Activity: Write out all entries word for word.
Provided data below:
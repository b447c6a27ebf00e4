use jni_sys::JNIEnv;
use std::ffi::{c_char, c_int, c_void};
use std::ptr;

pub(crate) type OnVmCreatedFn = unsafe extern "C" fn(this: *mut c_void, env: *mut JNIEnv);
// android::AndroidRuntime::setArgv0(const char *, bool)
pub(crate) type SetArgv0Fn =
    unsafe extern "C" fn(this: *mut c_void, argv0: *const c_char, set_proc_name: bool);

// android::AndroidRuntime 虚表布局，只读写 onVmCreated 槽
#[repr(C)]
#[derive(Clone, Copy)]
#[allow(dead_code)]
pub(crate) struct RuntimeVtable {
    pub(crate) rtti: *const c_void,
    pub(crate) dtor: *const c_void,
    pub(crate) on_vm_created: Option<OnVmCreatedFn>,
    pub(crate) on_started: Option<unsafe extern "C" fn(this: *mut c_void)>,
    pub(crate) on_zygote_init: Option<unsafe extern "C" fn(this: *mut c_void)>,
    pub(crate) on_exit: Option<unsafe extern "C" fn(this: *mut c_void, code: c_int)>,
}

// 对象的 vptr 被临时指向一份只改了 onVmCreated 槽的副本
// 对象类型本身不变，release 时恢复原 vptr 并释放副本
pub(crate) struct VtableOverride {
    object: *mut c_void,
    original: *const RuntimeVtable,
    replacement: Box<RuntimeVtable>,
}

// AppRuntime 是进程级单例，仅在 zygote 主线程访问
unsafe impl Send for VtableOverride {}

impl VtableOverride {
    // 返回替换守卫与原 onVmCreated 处理函数
    pub(crate) unsafe fn acquire(
        object: *mut c_void,
        on_vm_created: OnVmCreatedFn,
    ) -> Option<(Self, Option<OnVmCreatedFn>)> {
        if object.is_null() {
            return None;
        }
        let vptr = object as *mut *const RuntimeVtable;
        let original = *vptr;
        if original.is_null() {
            return None;
        }

        let mut replacement = Box::new(ptr::read(original));
        let previous = replacement.on_vm_created;
        replacement.on_vm_created = Some(on_vm_created);
        *vptr = &*replacement as *const RuntimeVtable;
        Some((
            Self {
                object,
                original,
                replacement,
            },
            previous,
        ))
    }

    #[cfg(test)]
    pub(crate) fn original(&self) -> *const RuntimeVtable {
        self.original
    }

    pub(crate) fn is_active(&self) -> bool {
        let current = unsafe { *(self.object as *const *const RuntimeVtable) };
        ptr::eq(current, &*self.replacement)
    }

    pub(crate) fn release(self) {
        drop(self);
    }
}

impl Drop for VtableOverride {
    fn drop(&mut self) {
        if self.is_active() {
            unsafe { *(self.object as *mut *const RuntimeVtable) = self.original };
        }
    }
}
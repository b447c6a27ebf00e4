// 运行时核心状态：符号 hook 登记表、native 方法捕获表、桥接替换表、隐藏客户端
// 全部状态由一把进程级互斥锁保护，转发到宿主、fork、询问守护进程时都不持锁
use crate::bridge::{JniTableOverride, VtableOverride};
use crate::hide::HideClient;
use crate::natives::{CaptureTable, ClassNameCache, ReplacedMethod};
use crate::plt::HookRegistry;
use once_cell::sync::Lazy;
use std::sync::{Arc, Mutex, MutexGuard};

// 加载器提供的自卸载回调
pub type SelfUnloadFn = unsafe extern "C" fn();

// Mutex poison 恢复扩展，避免持锁线程 panic 后引发连锁 panic
pub(crate) trait MutexPoisonRecover<T> {
    fn lock_or_poison(&self) -> MutexGuard<'_, T>;
}

impl<T> MutexPoisonRecover<T> for Mutex<T> {
    fn lock_or_poison(&self) -> MutexGuard<'_, T> {
        self.lock().unwrap_or_else(|e| e.into_inner())
    }
}

pub(super) struct CoreState {
    pub(super) installed: bool,
    pub(super) registry: Option<HookRegistry>,
    pub(super) capture: Option<CaptureTable>,
    pub(super) replaced: Vec<ReplacedMethod>,
    // JavaVM*，卸载时用于重新获取 JNIEnv
    pub(super) java_vm: usize,
    pub(super) vtable: Option<VtableOverride>,
    pub(super) jni_table: Option<JniTableOverride>,
    pub(super) class_name: ClassNameCache,
    pub(super) hide: Option<Arc<HideClient>>,
    pub(super) unloader: Option<SelfUnloadFn>,
}

impl CoreState {
    pub(super) fn new() -> Self {
        Self {
            installed: false,
            registry: None,
            capture: None,
            replaced: Vec::new(),
            java_vm: 0,
            vtable: None,
            jni_table: None,
            class_name: ClassNameCache::new(),
            hide: None,
            unloader: None,
        }
    }
}

pub(super) struct GlobalState {
    pub(super) core: Mutex<CoreState>,
}

pub(super) static GLOBAL: Lazy<GlobalState> = Lazy::new(|| GlobalState {
    core: Mutex::new(CoreState::new()),
});

// 诊断快照
#[derive(Clone, Copy, Debug, Default, Eq, PartialEq)]
pub struct HookStats {
    pub installed: bool,
    pub symbol_hooks: usize,
    pub captured_methods: usize,
    pub captured_classes: usize,
    pub replaced_methods: usize,
    pub env_table_active: bool,
}

pub(super) fn stats() -> HookStats {
    let core = GLOBAL.core.lock_or_poison();
    HookStats {
        installed: core.installed,
        symbol_hooks: core.registry.as_ref().map_or(0, |registry| registry.len()),
        captured_methods: core.capture.as_ref().map_or(0, |capture| capture.len()),
        captured_classes: core
            .capture
            .as_ref()
            .map_or(0, |capture| capture.classes().len()),
        replaced_methods: core.replaced.len(),
        env_table_active: core.jni_table.is_some(),
    }
}

pub(super) fn captured_native(class: &str, name: &str, signature: &str) -> Option<usize> {
    let core = GLOBAL.core.lock_or_poison();
    let func = core.capture.as_ref()?.lookup(class, name, signature)?;
    Some(func as usize)
}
End of Provided data.
Exercise response:
repository b447c6a27ebf00e4
use jni_sys::JNIEnv;
use std::ffi::{c_char, c_int, c_void};
use std::ptr;

pub(crate) type OnVmCreatedFn = unsafe extern "C" fn(this: *mut c_void, env: *mut JNIEnv);
// android::AndroidRuntime::setArgv0(const char *, bool)
pub(crate) type SetArgv0Fn =
    unsafe extern "C" fn(this: *mut c_void, argv0: *const c_char, set_proc_name: bool);

// android::AndroidRuntime 虚表布局，只读写 onVmCreated 槽
#[repr(C)]
#[derive(Clone, Copy)]
#[allow(dead_code)]
pub(crate) struct RuntimeVtable {
    pub(crate) rtti: *const c_void,
    pub(crate) dtor: *const c_void,
    pub(crate) on_vm_created: Option<OnVmCreatedFn>,
    pub(crate) on_started: Option<unsafe extern "C" fn(this: *mut c_void)>,
    pub(crate) on_zygote_init: Option<unsafe extern "C" fn(this: *mut c_void)>,
    pub(crate) on_exit: Option<unsafe extern "C" fn(this: *mut c_void, code: c_int)>,
}

// 对象的 vptr 被临时指向一份只改了 onVmCreated 槽的副本
// 对象类型本身不变，release 时恢复原 vptr 并释放副本
pub(crate) struct VtableOverride {
    object: *mut c_void,
    original: *const RuntimeVtable,
    replacement: Box<RuntimeVtable>,
}

// AppRuntime 是进程级单例，仅在 zygote 主线程访问
unsafe impl Send for VtableOverride {}

impl VtableOverride {
    // 返回替换守卫与原 onVmCreated 处理函数
    pub(crate) unsafe fn acquire(
        object: *mut c_void,
        on_vm_created: OnVmCreatedFn,
    ) -> Option<(Self, Option<OnVmCreatedFn>)> {
        if object.is_null() {
            return None;
        }
        let vptr = object as *mut *const RuntimeVtable;
        let original = *vptr;
        if original.is_null() {
            return None;
        }

        let mut replacement = Box::new(ptr::read(original));
        let previous = replacement.on_vm_created;
        replacement.on_vm_created = Some(on_vm_created);
        *vptr = &*replacement as *const RuntimeVtable;
        Some((
            Self {
                object,
                original,
                replacement,
            },
            previous,
        ))
    }

    #[cfg(test)]
    pub(crate) fn original(&self) -> *const RuntimeVtable {
        self.original
    }

    pub(crate) fn is_active(&self) -> bool {
        let current = unsafe { *(self.object as *const *const RuntimeVtable) };
        ptr::eq(current, &*self.replacement)
    }

    pub(crate) fn release(self) {
        drop(self);
    }
}

impl Drop for VtableOverride {
    fn drop(&mut self) {
        if self.is_active() {
            unsafe { *(self.object as *mut *const RuntimeVtable) = self.original };
        }
    }
}
repository b447c6a27ebf00e4
// 运行时核心状态：符号 hook 登记表、native 方法捕获表、桥接替换表、隐藏客户端
// 全部状态由一把进程级互斥锁保护，转发到宿主、fork、询问守护进程时都不持锁
use crate::bridge::{JniTableOverride, VtableOverride};
use crate::hide::HideClient;
use crate::natives::{CaptureTable, ClassNameCache, ReplacedMethod};
use crate::plt::HookRegistry;
use once_cell::sync::Lazy;
use std::sync::{Arc, Mutex, MutexGuard};

// 加载器提供的自卸载回调
pub type SelfUnloadFn = unsafe extern "C" fn();

// Mutex poison 恢复扩展，避免持锁线程 panic 后引发连锁 panic
pub(crate) trait MutexPoisonRecover<T> {
    fn lock_or_poison(&self) -> MutexGuard<'_, T>;
}

impl<T> MutexPoisonRecover<T> for Mutex<T> {
    fn lock_or_poison(&self) -> MutexGuard<'_, T> {
        self.lock().unwrap_or_else(|e| e.into_inner())
    }
}

pub(super) struct CoreState {
    pub(super) installed: bool,
    pub(super) registry: Option<HookRegistry>,
    pub(super) capture: Option<CaptureTable>,
    pub(super) replaced: Vec<ReplacedMethod>,
    // JavaVM*，卸载时用于重新获取 JNIEnv
    pub(super) java_vm: usize,
    pub(super) vtable: Option<VtableOverride>,
    pub(super) jni_table: Option<JniTableOverride>,
    pub(super) class_name: ClassNameCache,
    pub(super) hide: Option<Arc<HideClient>>,
    pub(super) unloader: Option<SelfUnloadFn>,
}

impl CoreState {
    pub(super) fn new() -> Self {
        Self {
            installed: false,
            registry: None,
            capture: None,
            replaced: Vec::new(),
            java_vm: 0,
            vtable: None,
            jni_table: None,
            class_name: ClassNameCache::new(),
            hide: None,
            unloader: None,
        }
    }
}

pub(super) struct GlobalState {
    pub(super) core: Mutex<CoreState>,
}

pub(super) static GLOBAL: Lazy<GlobalState> = Lazy::new(|| GlobalState {
    core: Mutex::new(CoreState::new()),
});

// 诊断快照
#[derive(Clone, Copy, Debug, Default, Eq, PartialEq)]
pub struct HookStats {
    pub installed: bool,
    pub symbol_hooks: usize,
    pub captured_methods: usize,
    pub captured_classes: usize,
    pub replaced_methods: usize,
    pub env_table_active: bool,
}

pub(super) fn stats() -> HookStats {
    let core = GLOBAL.core.lock_or_poison();
    HookStats {
        installed: core.installed,
        symbol_hooks: core.registry.as_ref().map_or(0, |registry| registry.len()),
        captured_methods: core.capture.as_ref().map_or(0, |capture| capture.len()),
        captured_classes: core
            .capture
            .as_ref()
            .map_or(0, |capture| capture.classes().len()),
        replaced_methods: core.replaced.len(),
        env_table_active: core.jni_table.is_some(),
    }
}

pub(super) fn captured_native(class: &str, name: &str, signature: &str) -> Option<usize> {
    let core = GLOBAL.core.lock_or_poison();
    let func = core.capture.as_ref()?.lookup(class, name, signature)?;
    Some(func as usize)
}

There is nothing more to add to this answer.